### PROVIDED INFORMATION

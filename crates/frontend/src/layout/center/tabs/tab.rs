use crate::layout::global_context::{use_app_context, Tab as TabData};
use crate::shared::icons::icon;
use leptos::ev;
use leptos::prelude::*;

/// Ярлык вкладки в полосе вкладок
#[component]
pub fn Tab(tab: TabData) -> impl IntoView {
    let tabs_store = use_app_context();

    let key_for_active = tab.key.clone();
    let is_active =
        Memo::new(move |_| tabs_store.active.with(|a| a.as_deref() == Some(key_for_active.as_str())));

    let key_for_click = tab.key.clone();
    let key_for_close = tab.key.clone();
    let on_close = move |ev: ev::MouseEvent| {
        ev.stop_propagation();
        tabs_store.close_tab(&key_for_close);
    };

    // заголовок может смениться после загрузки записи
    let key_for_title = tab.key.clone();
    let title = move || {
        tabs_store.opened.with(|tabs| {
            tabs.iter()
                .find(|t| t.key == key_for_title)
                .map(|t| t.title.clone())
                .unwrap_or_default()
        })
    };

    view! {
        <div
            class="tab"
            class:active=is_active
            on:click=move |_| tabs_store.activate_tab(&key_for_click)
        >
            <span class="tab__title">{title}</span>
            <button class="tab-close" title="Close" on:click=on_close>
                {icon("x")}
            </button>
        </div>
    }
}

...

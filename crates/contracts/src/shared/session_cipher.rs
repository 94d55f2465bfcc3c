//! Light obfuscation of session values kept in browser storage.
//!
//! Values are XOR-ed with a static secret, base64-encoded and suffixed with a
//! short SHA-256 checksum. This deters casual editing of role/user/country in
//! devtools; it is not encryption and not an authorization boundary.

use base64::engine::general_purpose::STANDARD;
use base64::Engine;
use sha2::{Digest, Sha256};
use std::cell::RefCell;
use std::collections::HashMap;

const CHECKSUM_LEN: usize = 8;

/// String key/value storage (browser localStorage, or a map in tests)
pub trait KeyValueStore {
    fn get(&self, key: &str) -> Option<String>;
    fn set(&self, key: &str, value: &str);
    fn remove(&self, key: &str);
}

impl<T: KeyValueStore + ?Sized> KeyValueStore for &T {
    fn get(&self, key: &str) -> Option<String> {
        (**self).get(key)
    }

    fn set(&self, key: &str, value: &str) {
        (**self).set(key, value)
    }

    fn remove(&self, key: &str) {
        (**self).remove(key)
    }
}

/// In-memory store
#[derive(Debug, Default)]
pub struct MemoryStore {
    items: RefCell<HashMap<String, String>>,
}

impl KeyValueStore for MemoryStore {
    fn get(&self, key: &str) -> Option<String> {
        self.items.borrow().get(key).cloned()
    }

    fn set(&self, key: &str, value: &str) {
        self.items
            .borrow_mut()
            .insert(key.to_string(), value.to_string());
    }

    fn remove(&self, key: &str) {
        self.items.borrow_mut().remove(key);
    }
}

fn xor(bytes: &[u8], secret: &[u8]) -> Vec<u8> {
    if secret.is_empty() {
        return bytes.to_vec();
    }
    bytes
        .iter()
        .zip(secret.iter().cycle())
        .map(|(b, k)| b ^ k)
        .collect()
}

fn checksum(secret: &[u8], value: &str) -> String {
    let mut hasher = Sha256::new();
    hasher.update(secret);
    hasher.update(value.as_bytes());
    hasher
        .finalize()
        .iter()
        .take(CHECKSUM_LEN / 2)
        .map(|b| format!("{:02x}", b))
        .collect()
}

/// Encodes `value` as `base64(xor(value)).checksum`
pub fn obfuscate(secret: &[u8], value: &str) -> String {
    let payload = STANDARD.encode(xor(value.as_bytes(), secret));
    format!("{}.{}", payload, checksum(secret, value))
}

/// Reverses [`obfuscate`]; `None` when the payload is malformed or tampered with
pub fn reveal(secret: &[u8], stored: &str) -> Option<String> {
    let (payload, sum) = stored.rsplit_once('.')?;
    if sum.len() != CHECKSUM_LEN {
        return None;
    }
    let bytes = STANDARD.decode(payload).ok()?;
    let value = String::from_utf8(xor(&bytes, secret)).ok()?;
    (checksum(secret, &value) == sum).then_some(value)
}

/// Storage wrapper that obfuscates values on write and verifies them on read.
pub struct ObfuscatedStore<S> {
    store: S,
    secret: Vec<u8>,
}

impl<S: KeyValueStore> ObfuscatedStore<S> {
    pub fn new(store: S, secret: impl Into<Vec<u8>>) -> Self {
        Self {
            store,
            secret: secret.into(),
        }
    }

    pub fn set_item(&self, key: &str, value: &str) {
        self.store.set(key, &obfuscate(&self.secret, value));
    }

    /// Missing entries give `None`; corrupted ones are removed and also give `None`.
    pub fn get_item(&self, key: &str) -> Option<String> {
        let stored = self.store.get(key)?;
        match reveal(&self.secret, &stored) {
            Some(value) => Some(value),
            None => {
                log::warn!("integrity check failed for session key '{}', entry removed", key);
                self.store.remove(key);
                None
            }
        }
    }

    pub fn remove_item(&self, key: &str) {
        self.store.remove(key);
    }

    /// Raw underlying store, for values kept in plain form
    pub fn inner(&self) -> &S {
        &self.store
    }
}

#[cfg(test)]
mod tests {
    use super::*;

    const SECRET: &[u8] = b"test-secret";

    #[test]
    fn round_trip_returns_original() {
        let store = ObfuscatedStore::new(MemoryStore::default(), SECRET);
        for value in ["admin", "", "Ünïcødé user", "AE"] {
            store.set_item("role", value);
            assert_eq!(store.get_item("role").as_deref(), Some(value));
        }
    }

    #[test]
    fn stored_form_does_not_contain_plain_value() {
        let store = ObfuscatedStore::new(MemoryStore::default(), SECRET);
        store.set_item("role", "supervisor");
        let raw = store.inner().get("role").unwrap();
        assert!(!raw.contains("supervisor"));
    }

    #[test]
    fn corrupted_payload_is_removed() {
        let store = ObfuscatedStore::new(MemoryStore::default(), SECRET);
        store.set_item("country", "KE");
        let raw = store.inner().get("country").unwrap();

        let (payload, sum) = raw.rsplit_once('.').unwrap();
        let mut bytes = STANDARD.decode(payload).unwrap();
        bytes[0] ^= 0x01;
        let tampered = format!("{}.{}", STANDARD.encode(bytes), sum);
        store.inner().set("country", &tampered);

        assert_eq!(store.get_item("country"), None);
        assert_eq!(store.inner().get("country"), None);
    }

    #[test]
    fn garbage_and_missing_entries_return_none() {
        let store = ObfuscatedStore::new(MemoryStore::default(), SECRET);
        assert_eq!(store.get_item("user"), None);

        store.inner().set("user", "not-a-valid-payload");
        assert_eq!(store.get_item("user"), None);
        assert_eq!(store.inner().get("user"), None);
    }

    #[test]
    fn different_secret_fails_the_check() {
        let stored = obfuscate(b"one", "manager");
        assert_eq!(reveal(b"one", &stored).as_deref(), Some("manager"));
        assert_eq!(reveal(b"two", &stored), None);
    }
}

* * *

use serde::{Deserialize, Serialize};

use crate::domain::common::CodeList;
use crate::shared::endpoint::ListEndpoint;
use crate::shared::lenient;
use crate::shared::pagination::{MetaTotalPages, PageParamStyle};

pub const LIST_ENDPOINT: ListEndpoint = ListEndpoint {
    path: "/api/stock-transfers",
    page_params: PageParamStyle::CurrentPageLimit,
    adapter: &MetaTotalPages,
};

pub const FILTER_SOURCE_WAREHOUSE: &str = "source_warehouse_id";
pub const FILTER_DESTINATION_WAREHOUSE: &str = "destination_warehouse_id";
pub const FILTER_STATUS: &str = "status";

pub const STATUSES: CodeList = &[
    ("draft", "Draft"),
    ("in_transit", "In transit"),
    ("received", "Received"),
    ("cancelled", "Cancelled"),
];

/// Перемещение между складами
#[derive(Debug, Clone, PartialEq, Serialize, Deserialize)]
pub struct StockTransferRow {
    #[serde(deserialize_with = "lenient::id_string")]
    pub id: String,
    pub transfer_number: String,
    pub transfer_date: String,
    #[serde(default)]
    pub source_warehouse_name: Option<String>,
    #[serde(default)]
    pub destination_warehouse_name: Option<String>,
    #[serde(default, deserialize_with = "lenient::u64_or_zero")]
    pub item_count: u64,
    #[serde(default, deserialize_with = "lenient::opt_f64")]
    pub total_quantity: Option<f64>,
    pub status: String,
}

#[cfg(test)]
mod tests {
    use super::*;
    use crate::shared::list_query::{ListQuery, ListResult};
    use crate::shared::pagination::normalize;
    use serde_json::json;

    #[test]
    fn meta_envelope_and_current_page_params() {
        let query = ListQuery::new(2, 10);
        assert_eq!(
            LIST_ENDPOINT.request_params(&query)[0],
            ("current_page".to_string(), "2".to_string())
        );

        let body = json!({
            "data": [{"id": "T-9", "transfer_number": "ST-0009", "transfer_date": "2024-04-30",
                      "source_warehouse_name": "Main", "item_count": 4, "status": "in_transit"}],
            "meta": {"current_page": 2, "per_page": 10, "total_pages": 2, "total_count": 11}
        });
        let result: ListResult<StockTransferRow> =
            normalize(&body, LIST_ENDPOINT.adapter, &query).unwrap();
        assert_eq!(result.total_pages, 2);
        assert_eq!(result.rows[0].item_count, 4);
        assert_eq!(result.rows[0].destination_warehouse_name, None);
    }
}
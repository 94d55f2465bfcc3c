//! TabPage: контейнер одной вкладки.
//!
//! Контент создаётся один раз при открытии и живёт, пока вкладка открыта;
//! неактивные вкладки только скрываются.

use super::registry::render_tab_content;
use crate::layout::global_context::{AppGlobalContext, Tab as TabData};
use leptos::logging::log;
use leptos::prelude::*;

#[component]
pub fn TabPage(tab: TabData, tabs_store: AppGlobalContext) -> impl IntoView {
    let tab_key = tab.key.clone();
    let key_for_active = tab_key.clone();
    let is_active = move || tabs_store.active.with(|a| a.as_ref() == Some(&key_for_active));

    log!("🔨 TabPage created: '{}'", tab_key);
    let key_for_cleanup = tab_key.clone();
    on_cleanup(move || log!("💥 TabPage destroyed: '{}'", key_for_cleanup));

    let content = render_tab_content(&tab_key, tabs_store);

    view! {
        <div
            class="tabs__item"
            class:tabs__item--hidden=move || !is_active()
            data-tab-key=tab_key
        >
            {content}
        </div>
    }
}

### PROBLEM
If a line of the records above holds the word "STANDARD", show it.

### YOUR RESPONSE
use base64::engine::general_purpose::STANDARD;
    let payload = STANDARD.encode(xor(value.as_bytes(), secret));
    let bytes = STANDARD.decode(payload).ok()?;
        let mut bytes = STANDARD.decode(payload).unwrap();
        let tampered = format!("{}.{}", STANDARD.encode(bytes), sum);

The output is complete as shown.